Task data →
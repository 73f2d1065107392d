//! Language id to syntect grammar resolution.

use syntect::parsing::{SyntaxReference, SyntaxSet};

/// Name syntect gives its plain-text grammar.
pub(crate) const PLAIN_TEXT_SYNTAX: &str = "Plain Text";

/// Lowercased ASCII letters and digits of `value` (`C++` and `c` differ,
/// `Objective-C` and `objectivec` do not).
fn alphanumeric_key(value: &str) -> String {
    value
        .chars()
        .filter(char::is_ascii_alphanumeric)
        .map(|ch| ch.to_ascii_lowercase())
        .collect()
}

/// Grammar named by `candidate`, trying in order: exact name, exact
/// extension, case-insensitive name, punctuation-insensitive name and
/// case-insensitive extension.
fn lookup<'a>(ps: &'a SyntaxSet, candidate: &str) -> Option<&'a SyntaxReference> {
    let candidate = candidate.trim();
    if candidate.is_empty() {
        return None;
    }
    if let Some(syntax) = ps
        .find_syntax_by_name(candidate)
        .or_else(|| ps.find_syntax_by_extension(candidate))
    {
        return Some(syntax);
    }

    let syntaxes = ps.syntaxes();
    let key = alphanumeric_key(candidate);
    syntaxes
        .iter()
        .find(|syntax| syntax.name.eq_ignore_ascii_case(candidate))
        .or_else(|| {
            syntaxes
                .iter()
                .find(|syntax| !key.is_empty() && alphanumeric_key(&syntax.name) == key)
        })
        .or_else(|| {
            syntaxes.iter().find(|syntax| {
                syntax
                    .file_extensions
                    .iter()
                    .any(|ext| ext.eq_ignore_ascii_case(candidate))
            })
        })
}

/// Other spellings of a language whose grammar syntect files under a
/// different name. Ids of languages without a bundled grammar are not mapped
/// to a neighbouring grammar; they stay unresolved and render as plaintext.
fn spellings(id_lower: &str) -> &'static [&'static str] {
    match id_lower {
        "csharp" | "c#" => &["C#", "cs"],
        "shell" | "shellscript" | "bash" | "zsh" | "console" => {
            &["Bourne Again Shell (bash)", "sh"]
        }
        "c++" => &["C++", "cpp"],
        "objc" => &["Objective-C", "m"],
        "makefile" => &["Makefile", "make"],
        "latex" => &["LaTeX", "tex"],
        "regex" | "regexp" => &["Regular Expression", "re"],
        _ => &[],
    }
}

/// Resolve a language id to a grammar of `ps`.
///
/// # Arguments
/// - `ps`: Loaded syntax set.
/// - `id`: Engine-facing language id (name, extension or common spelling).
///
/// # Returns
/// The matching grammar, or `None` when `ps` has nothing for `id`. Plaintext
/// markers are not handled here.
pub(crate) fn resolve_syntax<'a>(ps: &'a SyntaxSet, id: &str) -> Option<&'a SyntaxReference> {
    lookup(ps, id).or_else(|| {
        spellings(id.trim().to_ascii_lowercase().as_str())
            .iter()
            .find_map(|spelling| lookup(ps, spelling))
    })
}

#[cfg(test)]
mod tests {
    use super::{resolve_syntax, PLAIN_TEXT_SYNTAX};
    use crate::settings::SyntectSettings;

    #[test]
    fn resolves_common_ids_names_and_extensions() {
        let settings = SyntectSettings::shared();
        let ids = [
            "rust", "rs", "python", "py", "javascript", "js", "go", "html", "css", "json", "yaml",
            "sql",
        ];
        for id in ids {
            let syntax = resolve_syntax(&settings.ps, id).unwrap_or_else(|| panic!("id: {id}"));
            assert_ne!(syntax.name, PLAIN_TEXT_SYNTAX, "id: {id}");
        }
    }

    #[test]
    fn resolves_other_spellings_of_bundled_languages() {
        let settings = SyntectSettings::shared();
        for (id, expected) in [
            ("csharp", "C#"),
            ("shell", "Bourne Again Shell (bash)"),
            ("objectivec", "Objective-C"),
            ("c++", "C++"),
        ] {
            let syntax = resolve_syntax(&settings.ps, id).unwrap_or_else(|| panic!("id: {id}"));
            assert_eq!(syntax.name, expected, "id: {id}");
        }
    }

    #[test]
    fn unknown_and_blank_ids_resolve_to_nothing() {
        let settings = SyntectSettings::shared();
        assert!(resolve_syntax(&settings.ps, "somethingtotallyunknown").is_none());
        assert!(resolve_syntax(&settings.ps, "   ").is_none());
        for id in ["zig", "kotlin", "elixir", "typescript", "tsx"] {
            assert!(resolve_syntax(&settings.ps, id).is_none(), "id: {id}");
        }
    }
}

Task item → When you find a line in the records that contains the word "objectivec", copy it.

Answer box →
/// `Objective-C` and `objectivec` do not).
            ("objectivec", "Objective-C"),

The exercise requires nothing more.